Task brief —
Whenever a line carries the word "broadcast", pull it out of the entries.

Data for the task —
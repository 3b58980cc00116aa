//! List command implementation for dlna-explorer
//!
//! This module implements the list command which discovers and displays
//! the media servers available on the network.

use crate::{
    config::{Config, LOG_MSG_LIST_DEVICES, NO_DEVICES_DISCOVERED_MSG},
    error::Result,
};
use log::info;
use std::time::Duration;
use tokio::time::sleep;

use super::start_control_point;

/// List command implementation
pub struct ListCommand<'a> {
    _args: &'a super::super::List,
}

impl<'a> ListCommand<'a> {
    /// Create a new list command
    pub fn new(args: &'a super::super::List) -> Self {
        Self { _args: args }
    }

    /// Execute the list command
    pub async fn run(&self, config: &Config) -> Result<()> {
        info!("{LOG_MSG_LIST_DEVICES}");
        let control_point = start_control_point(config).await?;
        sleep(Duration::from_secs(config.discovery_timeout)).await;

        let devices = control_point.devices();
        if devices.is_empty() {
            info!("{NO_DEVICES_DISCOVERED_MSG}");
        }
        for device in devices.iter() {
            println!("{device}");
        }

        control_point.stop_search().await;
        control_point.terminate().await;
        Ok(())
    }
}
...
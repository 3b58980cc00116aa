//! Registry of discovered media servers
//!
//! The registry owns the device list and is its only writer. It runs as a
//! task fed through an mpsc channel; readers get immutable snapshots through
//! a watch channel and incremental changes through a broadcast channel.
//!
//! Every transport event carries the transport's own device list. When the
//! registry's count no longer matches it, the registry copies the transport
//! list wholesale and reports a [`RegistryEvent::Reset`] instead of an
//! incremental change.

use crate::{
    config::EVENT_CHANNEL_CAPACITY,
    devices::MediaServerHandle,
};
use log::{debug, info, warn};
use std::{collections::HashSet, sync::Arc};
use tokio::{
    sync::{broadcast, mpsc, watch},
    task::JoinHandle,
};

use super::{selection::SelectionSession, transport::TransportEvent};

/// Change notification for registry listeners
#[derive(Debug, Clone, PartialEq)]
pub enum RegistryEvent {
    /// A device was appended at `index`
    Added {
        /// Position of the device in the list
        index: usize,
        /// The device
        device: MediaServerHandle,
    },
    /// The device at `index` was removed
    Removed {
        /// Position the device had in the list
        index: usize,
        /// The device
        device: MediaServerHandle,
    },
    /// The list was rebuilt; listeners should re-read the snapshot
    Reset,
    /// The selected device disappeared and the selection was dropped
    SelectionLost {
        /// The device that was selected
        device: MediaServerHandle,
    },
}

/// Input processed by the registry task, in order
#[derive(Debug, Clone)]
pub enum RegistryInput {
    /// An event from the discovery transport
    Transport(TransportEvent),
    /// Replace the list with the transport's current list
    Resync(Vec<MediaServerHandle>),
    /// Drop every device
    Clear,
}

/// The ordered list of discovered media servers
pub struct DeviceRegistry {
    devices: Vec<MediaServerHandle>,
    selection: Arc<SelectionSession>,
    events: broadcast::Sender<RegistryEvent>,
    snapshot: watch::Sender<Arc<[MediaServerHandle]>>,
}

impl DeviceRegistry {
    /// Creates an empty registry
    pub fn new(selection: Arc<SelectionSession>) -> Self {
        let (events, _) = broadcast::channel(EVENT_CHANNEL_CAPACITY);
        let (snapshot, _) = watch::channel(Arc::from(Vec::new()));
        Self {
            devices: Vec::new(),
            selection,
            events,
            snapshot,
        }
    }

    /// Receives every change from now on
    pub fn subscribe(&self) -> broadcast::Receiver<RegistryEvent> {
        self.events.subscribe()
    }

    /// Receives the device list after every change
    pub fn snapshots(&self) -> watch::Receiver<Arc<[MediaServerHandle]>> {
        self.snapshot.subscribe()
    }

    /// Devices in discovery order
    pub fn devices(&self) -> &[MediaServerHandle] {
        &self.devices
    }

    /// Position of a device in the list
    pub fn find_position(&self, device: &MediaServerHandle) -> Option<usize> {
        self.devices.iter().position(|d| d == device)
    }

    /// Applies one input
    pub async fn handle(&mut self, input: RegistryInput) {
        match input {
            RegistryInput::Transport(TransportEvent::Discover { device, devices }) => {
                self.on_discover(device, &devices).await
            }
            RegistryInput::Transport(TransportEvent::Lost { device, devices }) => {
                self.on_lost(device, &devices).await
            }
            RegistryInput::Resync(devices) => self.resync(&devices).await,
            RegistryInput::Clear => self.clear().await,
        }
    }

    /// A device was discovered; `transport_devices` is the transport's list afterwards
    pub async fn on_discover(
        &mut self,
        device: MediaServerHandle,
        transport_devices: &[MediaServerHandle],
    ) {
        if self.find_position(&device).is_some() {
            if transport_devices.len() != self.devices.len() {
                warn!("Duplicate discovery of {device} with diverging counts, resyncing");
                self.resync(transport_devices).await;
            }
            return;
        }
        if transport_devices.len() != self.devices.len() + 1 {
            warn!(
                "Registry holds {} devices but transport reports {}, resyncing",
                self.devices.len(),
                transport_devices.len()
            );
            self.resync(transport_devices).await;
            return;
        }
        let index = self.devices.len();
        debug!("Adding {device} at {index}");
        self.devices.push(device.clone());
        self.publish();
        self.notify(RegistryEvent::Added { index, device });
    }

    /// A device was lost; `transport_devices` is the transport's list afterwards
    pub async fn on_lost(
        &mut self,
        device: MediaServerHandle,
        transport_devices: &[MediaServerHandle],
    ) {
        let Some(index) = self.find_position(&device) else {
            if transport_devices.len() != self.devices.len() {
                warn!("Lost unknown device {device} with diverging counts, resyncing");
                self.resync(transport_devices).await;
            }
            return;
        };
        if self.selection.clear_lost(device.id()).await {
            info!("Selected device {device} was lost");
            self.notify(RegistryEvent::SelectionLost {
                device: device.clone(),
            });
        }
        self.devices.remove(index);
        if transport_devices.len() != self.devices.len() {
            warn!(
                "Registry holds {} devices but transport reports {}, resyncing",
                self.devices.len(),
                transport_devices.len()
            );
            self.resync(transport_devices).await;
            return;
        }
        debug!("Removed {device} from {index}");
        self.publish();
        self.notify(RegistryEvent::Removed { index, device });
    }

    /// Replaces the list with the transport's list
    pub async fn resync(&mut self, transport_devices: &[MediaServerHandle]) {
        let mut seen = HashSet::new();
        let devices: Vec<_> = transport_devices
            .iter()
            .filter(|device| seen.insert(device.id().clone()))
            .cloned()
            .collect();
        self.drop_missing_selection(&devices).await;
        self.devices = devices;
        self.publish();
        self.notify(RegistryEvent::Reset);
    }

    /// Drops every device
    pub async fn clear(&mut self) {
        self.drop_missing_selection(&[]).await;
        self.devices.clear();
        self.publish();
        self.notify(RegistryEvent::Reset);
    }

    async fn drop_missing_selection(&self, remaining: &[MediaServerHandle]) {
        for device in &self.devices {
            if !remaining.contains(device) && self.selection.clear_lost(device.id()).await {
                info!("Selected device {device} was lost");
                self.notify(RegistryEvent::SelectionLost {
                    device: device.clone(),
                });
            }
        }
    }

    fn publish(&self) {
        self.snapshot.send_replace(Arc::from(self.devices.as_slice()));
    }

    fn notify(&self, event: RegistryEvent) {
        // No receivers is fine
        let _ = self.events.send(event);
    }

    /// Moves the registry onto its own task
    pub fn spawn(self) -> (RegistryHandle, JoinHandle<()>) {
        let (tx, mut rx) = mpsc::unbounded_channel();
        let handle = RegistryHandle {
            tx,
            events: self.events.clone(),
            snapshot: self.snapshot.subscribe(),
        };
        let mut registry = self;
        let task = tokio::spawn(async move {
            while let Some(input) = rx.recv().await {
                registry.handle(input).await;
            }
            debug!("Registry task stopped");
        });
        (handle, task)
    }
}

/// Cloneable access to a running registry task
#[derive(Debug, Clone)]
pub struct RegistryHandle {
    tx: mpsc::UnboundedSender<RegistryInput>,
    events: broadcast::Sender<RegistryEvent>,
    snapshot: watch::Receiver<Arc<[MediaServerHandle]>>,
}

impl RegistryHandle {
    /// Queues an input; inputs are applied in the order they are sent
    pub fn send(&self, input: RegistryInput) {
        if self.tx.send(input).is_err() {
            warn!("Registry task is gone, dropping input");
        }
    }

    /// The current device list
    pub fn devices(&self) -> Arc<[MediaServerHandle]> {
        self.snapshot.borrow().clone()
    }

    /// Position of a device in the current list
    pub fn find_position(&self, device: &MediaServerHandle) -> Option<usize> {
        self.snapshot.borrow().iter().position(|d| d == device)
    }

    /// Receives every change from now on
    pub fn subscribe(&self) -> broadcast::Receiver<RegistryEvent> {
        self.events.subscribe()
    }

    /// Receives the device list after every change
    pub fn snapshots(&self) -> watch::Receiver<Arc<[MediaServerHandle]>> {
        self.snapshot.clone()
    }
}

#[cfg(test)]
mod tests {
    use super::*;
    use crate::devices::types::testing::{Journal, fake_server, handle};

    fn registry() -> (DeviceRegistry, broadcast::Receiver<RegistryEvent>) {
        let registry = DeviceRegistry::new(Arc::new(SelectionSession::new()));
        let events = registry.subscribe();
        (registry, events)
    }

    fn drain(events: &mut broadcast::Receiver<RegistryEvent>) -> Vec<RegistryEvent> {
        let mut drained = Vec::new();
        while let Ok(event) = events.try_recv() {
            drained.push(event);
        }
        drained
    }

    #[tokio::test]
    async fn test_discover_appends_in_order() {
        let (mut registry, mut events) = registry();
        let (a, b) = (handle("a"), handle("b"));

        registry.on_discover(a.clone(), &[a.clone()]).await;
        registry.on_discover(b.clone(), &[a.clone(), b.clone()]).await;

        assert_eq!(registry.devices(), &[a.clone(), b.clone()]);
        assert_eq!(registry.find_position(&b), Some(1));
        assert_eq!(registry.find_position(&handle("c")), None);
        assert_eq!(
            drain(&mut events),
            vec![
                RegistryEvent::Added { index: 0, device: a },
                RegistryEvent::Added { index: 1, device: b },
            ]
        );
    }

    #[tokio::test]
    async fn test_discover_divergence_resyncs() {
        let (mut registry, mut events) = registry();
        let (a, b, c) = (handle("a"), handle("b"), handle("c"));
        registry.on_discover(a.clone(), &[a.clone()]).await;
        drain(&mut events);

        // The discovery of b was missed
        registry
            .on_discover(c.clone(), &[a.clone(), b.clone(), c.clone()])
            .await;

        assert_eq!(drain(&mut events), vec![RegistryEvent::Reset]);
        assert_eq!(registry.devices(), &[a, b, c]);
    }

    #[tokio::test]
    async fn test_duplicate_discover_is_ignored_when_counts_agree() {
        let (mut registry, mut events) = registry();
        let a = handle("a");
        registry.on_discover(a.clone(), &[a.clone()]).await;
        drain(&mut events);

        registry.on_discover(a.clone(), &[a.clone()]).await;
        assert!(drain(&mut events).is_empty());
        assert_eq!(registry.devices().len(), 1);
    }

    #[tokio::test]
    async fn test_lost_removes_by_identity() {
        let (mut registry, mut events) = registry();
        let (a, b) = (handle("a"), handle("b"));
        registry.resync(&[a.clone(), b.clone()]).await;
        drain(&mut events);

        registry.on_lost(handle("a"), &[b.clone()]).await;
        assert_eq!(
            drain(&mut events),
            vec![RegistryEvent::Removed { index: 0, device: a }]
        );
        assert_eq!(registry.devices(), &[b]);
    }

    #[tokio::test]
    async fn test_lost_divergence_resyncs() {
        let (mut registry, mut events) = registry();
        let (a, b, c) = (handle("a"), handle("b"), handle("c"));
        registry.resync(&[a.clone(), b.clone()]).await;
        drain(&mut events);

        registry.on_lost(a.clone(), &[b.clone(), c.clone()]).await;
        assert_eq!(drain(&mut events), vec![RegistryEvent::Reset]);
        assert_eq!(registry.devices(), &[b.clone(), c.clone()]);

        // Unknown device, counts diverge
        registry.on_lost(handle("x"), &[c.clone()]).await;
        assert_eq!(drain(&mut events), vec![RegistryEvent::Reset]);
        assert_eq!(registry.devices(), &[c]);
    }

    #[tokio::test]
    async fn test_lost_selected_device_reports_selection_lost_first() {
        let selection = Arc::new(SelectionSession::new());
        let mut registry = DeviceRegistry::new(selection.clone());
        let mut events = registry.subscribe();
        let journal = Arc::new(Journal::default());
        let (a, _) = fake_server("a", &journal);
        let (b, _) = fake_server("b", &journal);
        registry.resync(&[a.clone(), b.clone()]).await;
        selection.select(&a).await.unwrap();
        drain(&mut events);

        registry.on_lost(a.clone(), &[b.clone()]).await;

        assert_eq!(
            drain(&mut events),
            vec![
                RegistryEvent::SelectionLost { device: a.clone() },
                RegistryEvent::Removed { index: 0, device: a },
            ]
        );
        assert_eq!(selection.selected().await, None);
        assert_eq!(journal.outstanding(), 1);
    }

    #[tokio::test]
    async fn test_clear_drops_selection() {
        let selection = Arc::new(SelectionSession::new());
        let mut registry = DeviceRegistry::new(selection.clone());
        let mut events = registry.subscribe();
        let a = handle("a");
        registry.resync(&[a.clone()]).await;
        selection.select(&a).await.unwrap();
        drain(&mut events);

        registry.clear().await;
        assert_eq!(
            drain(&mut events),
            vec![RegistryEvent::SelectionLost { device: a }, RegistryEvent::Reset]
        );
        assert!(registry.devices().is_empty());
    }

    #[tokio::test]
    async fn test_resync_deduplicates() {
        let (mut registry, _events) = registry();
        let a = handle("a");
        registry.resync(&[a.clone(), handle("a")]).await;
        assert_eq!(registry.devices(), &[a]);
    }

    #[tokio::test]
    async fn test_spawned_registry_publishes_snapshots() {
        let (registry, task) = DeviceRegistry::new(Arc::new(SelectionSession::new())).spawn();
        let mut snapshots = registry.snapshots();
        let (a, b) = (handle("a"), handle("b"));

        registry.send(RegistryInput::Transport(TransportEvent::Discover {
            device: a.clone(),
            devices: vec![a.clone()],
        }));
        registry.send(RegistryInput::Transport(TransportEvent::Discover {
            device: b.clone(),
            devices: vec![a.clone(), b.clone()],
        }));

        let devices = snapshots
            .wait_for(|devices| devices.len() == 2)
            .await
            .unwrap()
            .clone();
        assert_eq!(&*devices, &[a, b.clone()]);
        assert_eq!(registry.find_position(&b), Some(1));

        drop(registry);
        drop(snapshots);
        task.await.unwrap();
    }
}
...
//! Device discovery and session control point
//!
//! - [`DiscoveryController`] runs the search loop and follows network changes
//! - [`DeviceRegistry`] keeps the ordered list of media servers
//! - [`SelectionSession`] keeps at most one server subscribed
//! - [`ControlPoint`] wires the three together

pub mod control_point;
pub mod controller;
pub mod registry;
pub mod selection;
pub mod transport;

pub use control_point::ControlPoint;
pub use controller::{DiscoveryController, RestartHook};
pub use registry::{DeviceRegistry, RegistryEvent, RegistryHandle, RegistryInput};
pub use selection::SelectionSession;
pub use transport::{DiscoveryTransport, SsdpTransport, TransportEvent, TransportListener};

Answer for the task —
//! a watch channel and incremental changes through a broadcast channel.
    sync::{broadcast, mpsc, watch},
    events: broadcast::Sender<RegistryEvent>,
        let (events, _) = broadcast::channel(EVENT_CHANNEL_CAPACITY);
    pub fn subscribe(&self) -> broadcast::Receiver<RegistryEvent> {
    events: broadcast::Sender<RegistryEvent>,
    pub fn subscribe(&self) -> broadcast::Receiver<RegistryEvent> {
    fn registry() -> (DeviceRegistry, broadcast::Receiver<RegistryEvent>) {
    fn drain(events: &mut broadcast::Receiver<RegistryEvent>) -> Vec<RegistryEvent> {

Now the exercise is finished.